Model strategy: third-party frontier models + proprietary models trained on 100M+ medical conversations. "Every agent is essentially a coding agent"; the EHR can be viewed as the agent's "file system."

Three levels of personalization: individual doctor (style preferences), specialty (cardiology vs dermatology), health system (institutional guidelines).

Evals: LFD (internal clinicians look at data first), LLM judge, third-party evaluators + specialty-specific evaluation, progressive rollout (analogous to Waymo's self-driving). Customers have moved from quarterly release cycles to monthly.

Privacy and compliance: all data is one-way de-identified (irreversible). Strict HIPAA / PHI controls, written into customer contracts.

A contrarian view: "PRD isn't dead, prototypes aren't a panacea"

In high-stakes, high-complexity products, clear written thinking matters more than fast prototyping. "Go slow to go fast." Early startups can throw 30 prototypes at the wall, but at Abridge's scale, each decision involves implementation cost across 200+ hospital systems.

Regulatory tailwinds

The FDA updated clinical decision support guidance in January 2026, more AI-friendly. Government is pushing for interoperability across systems. High-stakes domains will actually solve the hardest AI problems first (80/20 doesn't apply in medicine).

Team: clinician scientists

"Mutants" with both an MD background and technical skills, embedded in product and eval teams, fundamentally raising the product bar.

Vision

The same patient-clinician conversation can simultaneously serve: the doctor (note), the patient (visit summary), the insurer (claims basis), and pharma (clinical trial matching) — folding today's fragmented, expensive multiple systems into one platform.

Execution isolation for agents continues to mature

W&B/CoreWeave launched CoreWeave Sandboxes for isolated execution in RL, tool use, and eval workloads, explicitly testing destructive commands like rm -rf / at scale. In a similar spirit, open-source/local dev tooling is surfacing around agent debugging — a free local agent debugging stack with traces exposed to Codex/Claude Code for automated eval authoring.

CoreWeave (the parent of Weights & Biases) launched Sandboxes in preview: isolated CPU environments via the W&B SDK where agents can execute code, clone repos, and install dependencies — exactly the things you don't want happening on your main machine after a supply-chain incident.
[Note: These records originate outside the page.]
use bevy::prelude::*;
use crate::core::components::CurveFollower;
use crate::following::state_machine::FollowMode;

#[derive(Resource, Debug, Clone)]
pub struct FollowerDebugDraw {
    pub enabled: bool,
    pub curve_samples: usize,
    pub marker_radius: f32,
}

impl Default for FollowerDebugDraw {
    fn default() -> Self {
        FollowerDebugDraw {
            enabled: true,
            curve_samples: 64,
            marker_radius: 0.25,
        }
    }
}

fn mode_color(mode: FollowMode, sleeping: bool) -> Color {
    if sleeping {
        return Color::srgb(0.4, 0.4, 0.4);
    }
    match mode {
        FollowMode::Normal => Color::srgb(0.2, 0.9, 0.3),
        FollowMode::InsideClosed => Color::srgb(0.2, 0.5, 1.0),
        FollowMode::Transitioning => Color::srgb(1.0, 0.85, 0.2),
        FollowMode::OutOfRange => Color::srgb(0.9, 0.2, 0.2),
    }
}

// Draws each follower's curve, its position and a line to its target
pub fn draw_follower_debug(
    debug_draw: Res<FollowerDebugDraw>,
    followers: Query<&CurveFollower>,
    mut gizmos: Gizmos,
) {
    if !debug_draw.enabled {
        return;
    }

    for curve_follower in followers.iter() {
        let snapshot = curve_follower.follower().snapshot(debug_draw.curve_samples);
        let color = mode_color(snapshot.mode, snapshot.sleeping);

        gizmos.linestrip(snapshot.curve_points.iter().copied(), Color::srgb(0.8, 0.8, 0.8));
        gizmos.sphere(Isometry3d::from_translation(snapshot.world_position), debug_draw.marker_radius, color);
        if let Some(target) = snapshot.target_position {
            gizmos.line(snapshot.world_position, target, color);
        }
    }
}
A clear use case: agentic evaluations need fresh, consistent environments per test, then teardown. Sandboxes solve exactly that.
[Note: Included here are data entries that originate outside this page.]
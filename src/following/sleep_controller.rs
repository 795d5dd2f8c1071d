use bevy::log::debug;
use bevy::math::Vec3;
use crate::core::curve::FollowCurve;
use crate::core::follower_settings::FollowerSettings;
use crate::sampling::curve_sampler::{approximate_bounds, distance_to_curve};

#[derive(Clone, Copy, Debug, PartialEq)]
pub enum SleepDecision {
    // Full work runs this tick. distance is exact only above the proximity threshold.
    Awake { distance: f32 },
    Asleep,
}

// Skips follower work while the target is far from the curve.
#[derive(Clone, Debug, Default)]
pub struct SleepController {
    sleeping: bool,
    next_check_time: f32,
}

impl SleepController {
    pub fn is_sleeping(&self) -> bool {
        self.sleeping
    }

    pub fn next_check_time(&self) -> f32 {
        self.next_check_time
    }

    pub fn reset(&mut self) {
        self.sleeping = false;
        self.next_check_time = 0.0;
    }

    pub fn evaluate(
        &mut self,
        curve: &dyn FollowCurve,
        target: Vec3,
        now: f32,
        settings: &FollowerSettings,
    ) -> SleepDecision {
        if self.sleeping {
            return self.recheck(curve, target, now, settings);
        }

        let distance = distance_to_curve(curve, target, settings.distance_samples, settings.proximity_threshold);
        if distance > settings.sleep_threshold {
            self.sleeping = true;
            self.next_check_time = now + settings.sleep_check_interval;
            debug!("[CurveFollow] sleeping, target {:.2} from curve", distance);
            return SleepDecision::Asleep;
        }

        SleepDecision::Awake { distance }
    }

    fn recheck(
        &mut self,
        curve: &dyn FollowCurve,
        target: Vec3,
        now: f32,
        settings: &FollowerSettings,
    ) -> SleepDecision {
        if now < self.next_check_time {
            return SleepDecision::Asleep;
        }
        self.next_check_time = now + settings.sleep_check_interval;

        let reach = approximate_bounds(curve, settings.bounds_samples).expanded(settings.sleep_threshold);
        if !reach.contains(target) {
            return SleepDecision::Asleep;
        }

        let distance = distance_to_curve(curve, target, settings.distance_samples, settings.proximity_threshold);
        if distance > settings.sleep_threshold {
            return SleepDecision::Asleep;
        }

        self.sleeping = false;
        debug!("[CurveFollow] waking, target {:.2} from curve", distance);
        SleepDecision::Awake { distance }
    }
}
use bevy::prelude::*;
use serde::{Serialize, Deserialize};
use crate::core::follower_settings::FollowerSettings;

// Progress closer than this to 1 counts as finished.
const COMPLETION_EPSILON: f32 = 1e-4;

#[derive(Reflect, Serialize, Deserialize, Debug, Clone, Copy, PartialEq, Eq, Hash, Default)]
pub enum FollowMode {
    #[default]
    Normal,
    // The target is inside a closed curve and is followed directly.
    InsideClosed,
    Transitioning,
    // Frozen until the target comes back in range.
    OutOfRange,
}

// What the current tick's geometry says about the target.
#[derive(Debug, Clone, Copy, PartialEq, Eq)]
pub enum ModeSignal {
    Inside,
    Along,
    OutOfRange,
}

#[derive(Debug, Clone, Copy, PartialEq, Eq)]
pub enum ModeStep {
    Stay,
    Enter(FollowMode),
    // Eased.
    Blend(FollowMode),
}

#[derive(Debug, Clone, Copy, PartialEq)]
pub struct Transition {
    pub start: Vec3,
    pub target: Vec3,
    pub progress: f32,
    pub to: FollowMode,
}

impl Transition {
    pub fn eased_position(&self) -> Vec3 {
        self.start.lerp(self.target, ease_out_quad(self.progress))
    }
}

pub fn ease_out_quad(t: f32) -> f32 {
    let t = t.clamp(0.0, 1.0);
    1.0 - (1.0 - t) * (1.0 - t)
}

#[derive(Debug, Clone, Default)]
pub struct FollowStateMachine {
    mode: FollowMode,
    transition: Option<Transition>,
}

impl FollowStateMachine {
    pub fn mode(&self) -> FollowMode {
        self.mode
    }

    pub fn transition(&self) -> Option<&Transition> {
        self.transition.as_ref()
    }

    // The mode the follower is in or heading to.
    pub fn settled_mode(&self) -> FollowMode {
        self.transition.map(|transition| transition.to).unwrap_or(self.mode)
    }

    pub fn reset(&mut self, mode: FollowMode) {
        self.mode = mode;
        self.transition = None;
    }

    // Transition table.
    pub fn next_step(&self, signal: ModeSignal) -> ModeStep {
        use FollowMode::*;

        match (self.settled_mode(), signal) {
            (OutOfRange, ModeSignal::OutOfRange) => ModeStep::Stay,
            (_, ModeSignal::OutOfRange) => ModeStep::Enter(OutOfRange),

            (InsideClosed, ModeSignal::Inside) => ModeStep::Stay,
            (_, ModeSignal::Inside) => ModeStep::Blend(InsideClosed),

            (Normal, ModeSignal::Along) => ModeStep::Stay,
            (InsideClosed, ModeSignal::Along) => ModeStep::Blend(Normal),
            (OutOfRange, ModeSignal::Along) => ModeStep::Enter(Normal),

            // A transition always settles on Normal or InsideClosed.
            (Transitioning, ModeSignal::Along) => ModeStep::Enter(Normal),
        }
    }

    pub fn enter(&mut self, mode: FollowMode) {
        self.mode = mode;
        self.transition = None;
    }

    pub fn begin_transition(&mut self, start: Vec3, target: Vec3, to: FollowMode) {
        self.mode = FollowMode::Transitioning;
        self.transition = Some(Transition { start, target, progress: 0.0, to });
    }

    // Replaces the blend target when candidate moved at least min_shift from it.
    pub fn refresh_target(&mut self, candidate: Vec3, min_shift: f32) {
        if let Some(transition) = self.transition.as_mut() {
            if transition.target.distance(candidate) >= min_shift {
                transition.target = candidate;
            }
        }
    }

    pub fn advance(&mut self, delta_time: f32, settings: &FollowerSettings) -> Option<Vec3> {
        let transition = self.transition.as_mut()?;

        let speed = if transition.to == FollowMode::Normal {
            settings.exit_transition_speed_multiplier
        } else {
            1.0
        };
        transition.progress = if settings.transition_duration > 0.0 {
            transition.progress + delta_time * speed / settings.transition_duration
        } else {
            1.0
        };

        if transition.progress >= 1.0 - COMPLETION_EPSILON {
            transition.progress = 1.0;
            let finished = *transition;
            self.mode = finished.to;
            self.transition = None;
            return Some(finished.target);
        }

        Some(transition.eased_position())
    }
}
use bevy::prelude::*;
use bevy_inspector_egui::prelude::*;
use serde::{Serialize, Deserialize};
use crate::core::follower_error::FollowerError;

#[derive(Reflect, Component, InspectorOptions, Serialize, Deserialize, Debug, Clone, PartialEq)]
#[reflect(Component, InspectorOptions)]
#[serde(default)]
pub struct FollowerSettings {
    // Open curves stop tracking beyond this distance.
    #[inspector(min = 0.0)]
    pub proximity_threshold: f32,
    #[inspector(min = 0.0)]
    pub movement_speed: f32,
    #[inspector(min = 0.0, max = 0.95)]
    pub smoothing: f32,
    // Must exceed proximity_threshold.
    #[inspector(min = 0.0)]
    pub sleep_threshold: f32,
    #[inspector(min = 0.0)]
    pub sleep_check_interval: f32,
    // Curve parameter per second applied while the closest point is ambiguous.
    #[inspector(min = 0.0)]
    pub direction_bias: f32,
    // Fraction of the closest distance within which another point counts as equidistant.
    #[inspector(min = 0.0, max = 1.0)]
    pub equidistant_threshold: f32,
    #[inspector(min = 0.0)]
    pub direction_change_delay: f32,
    // x = right, y = up, z = forward relative to the curve tangent.
    pub position_offset: Vec3,
    #[inspector(min = 0.0)]
    pub offset_transition_speed: f32,
    // 0 = every tick.
    #[inspector(min = 0.0)]
    pub target_updates_per_second: f32,
    #[inspector(min = 0.0)]
    pub transition_duration: f32,
    #[inspector(min = 0.01)]
    pub exit_transition_speed_multiplier: f32,
    pub only_track_inside_closed: bool,
    pub direct_follow_inside_closed: bool,
    #[inspector(min = 1)]
    pub closest_point_samples: usize,
    #[inspector(min = 1)]
    pub distance_samples: usize,
    #[inspector(min = 3)]
    pub interior_samples: usize,
    #[inspector(min = 1)]
    pub bounds_samples: usize,
}

impl Default for FollowerSettings {
    fn default() -> Self {
        FollowerSettings {
            proximity_threshold: 10.0,
            movement_speed: 5.0,
            smoothing: 0.5,
            sleep_threshold: 50.0,
            sleep_check_interval: 0.5,
            direction_bias: 0.1,
            equidistant_threshold: 0.1,
            direction_change_delay: 0.5,
            position_offset: Vec3::ZERO,
            offset_transition_speed: 2.0,
            target_updates_per_second: 0.0,
            transition_duration: 1.0,
            exit_transition_speed_multiplier: 2.0,
            only_track_inside_closed: false,
            direct_follow_inside_closed: false,
            closest_point_samples: 100,
            distance_samples: 50,
            interior_samples: 64,
            bounds_samples: 8,
        }
    }
}

impl FollowerSettings {
    pub fn validate(&self) -> Result<(), FollowerError> {
        let non_negative = [
            ("proximity_threshold", self.proximity_threshold),
            ("movement_speed", self.movement_speed),
            ("sleep_check_interval", self.sleep_check_interval),
            ("direction_bias", self.direction_bias),
            ("equidistant_threshold", self.equidistant_threshold),
            ("direction_change_delay", self.direction_change_delay),
            ("offset_transition_speed", self.offset_transition_speed),
            ("target_updates_per_second", self.target_updates_per_second),
            ("transition_duration", self.transition_duration),
        ];
        if let Some((name, value)) = non_negative.iter().find(|(_, value)| !(*value >= 0.0) || !value.is_finite()) {
            return Err(FollowerError::InvalidConfiguration(
                format!("{} must be a finite non-negative number, got {}", name, value),
            ));
        }

        if !(self.sleep_threshold > self.proximity_threshold) {
            return Err(FollowerError::InvalidConfiguration(format!(
                "sleep_threshold ({}) must be greater than proximity_threshold ({})",
                self.sleep_threshold, self.proximity_threshold
            )));
        }
        if !(0.0..=0.95).contains(&self.smoothing) {
            return Err(FollowerError::InvalidConfiguration(
                format!("smoothing must lie in [0, 0.95], got {}", self.smoothing),
            ));
        }
        if !(self.exit_transition_speed_multiplier > 0.0) {
            return Err("exit_transition_speed_multiplier must be positive".into());
        }
        if !self.position_offset.is_finite() {
            return Err("position_offset must be finite".into());
        }

        if self.closest_point_samples == 0 || self.distance_samples == 0 || self.bounds_samples == 0 {
            return Err("sample counts must be at least 1".into());
        }
        if self.interior_samples < 3 {
            return Err(FollowerError::InvalidConfiguration(
                format!("interior_samples must be at least 3, got {}", self.interior_samples),
            ));
        }

        Ok(())
    }

    // Seconds between processed ticks, or None when updates are uncapped.
    pub fn update_interval(&self) -> Option<f32> {
        if self.target_updates_per_second > 0.0 {
            Some(1.0 / self.target_updates_per_second)
        } else {
            None
        }
    }
}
The shift toward Hermes (Nous Research)

An interesting industry-narrative shift: several long-time AI commentators independently switched their daily agent harness this week. The common story: a popular agent harness was magical early on, but after Anthropic's pricing changes made Max-tier Opus usage through it significantly more expensive, plus months of constant breakage on every update, the magic faded — users found themselves "constantly fixing" it instead of using it.
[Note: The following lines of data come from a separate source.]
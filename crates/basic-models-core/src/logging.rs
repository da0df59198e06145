//! Logging integration.
//!
//! Provides [`setup_logging`] for installing a [`tracing`] subscriber from
//! [`Settings`](crate::settings::Settings) and span helpers used by the admin
//! handler.

use crate::settings::Settings;

/// Sets up the global tracing subscriber based on the given settings.
///
/// The filter is read from `settings.log_level`. In debug mode a pretty,
/// human-readable format is used; otherwise a structured JSON format is used.
/// Installing a second subscriber is a no-op.
pub fn setup_logging(settings: &Settings) {
    use tracing_subscriber::fmt;
    use tracing_subscriber::EnvFilter;

    let filter = EnvFilter::try_new(&settings.log_level).unwrap_or_else(|_| EnvFilter::new("info"));

    if settings.debug {
        fmt::Subscriber::builder()
            .with_env_filter(filter)
            .with_target(true)
            .with_file(true)
            .with_line_number(true)
            .pretty()
            .try_init()
            .ok();
    } else {
        fmt::Subscriber::builder()
            .with_env_filter(filter)
            .with_target(true)
            .json()
            .try_init()
            .ok();
    }
}

/// Creates a span for one admin action run against a model.
///
/// # Examples
///
/// ```
/// use basic_models_core::logging::action_span;
///
/// let span = action_span("activate_objects", "blog.article");
/// let _guard = span.enter();
/// tracing::info!("running action");
/// ```
pub fn action_span(action: &str, model_key: &str) -> tracing::Span {
    tracing::info_span!("admin_action", action, model = model_key)
}

/// Creates a span for a save issued by the admin (single record or formset).
pub fn save_span(model_key: &str, change: bool) -> tracing::Span {
    tracing::debug_span!("admin_save", model = model_key, change)
}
So some moved to Codex, others to Hermes from Nous Research. Why Hermes? It's now the #1 most-used CLI agent on OpenRouter globally, passing other harnesses and even Claude Code on OpenRouter usage. It has /goal, steering, and background computer use via the TryCUA integration. It's open, so you can port your memory, profile, and config files seamlessly.

Steering is maybe the most underrated addition — a Codex feature that also exists in Hermes: you can send a follow-up message and the agent sees it after the next tool call, not after the whole chain of thought completes. This makes the conversation much more natural.

Thinking Machines: a 276B MoE

The interaction model is a 276B MoE with 12B active. The local-model community's hope: weights that can be quantized to run on small home hardware for a fully offline, always-present home assistant. The recurring theme — small, capable, local models as the foundation for ambient assistants.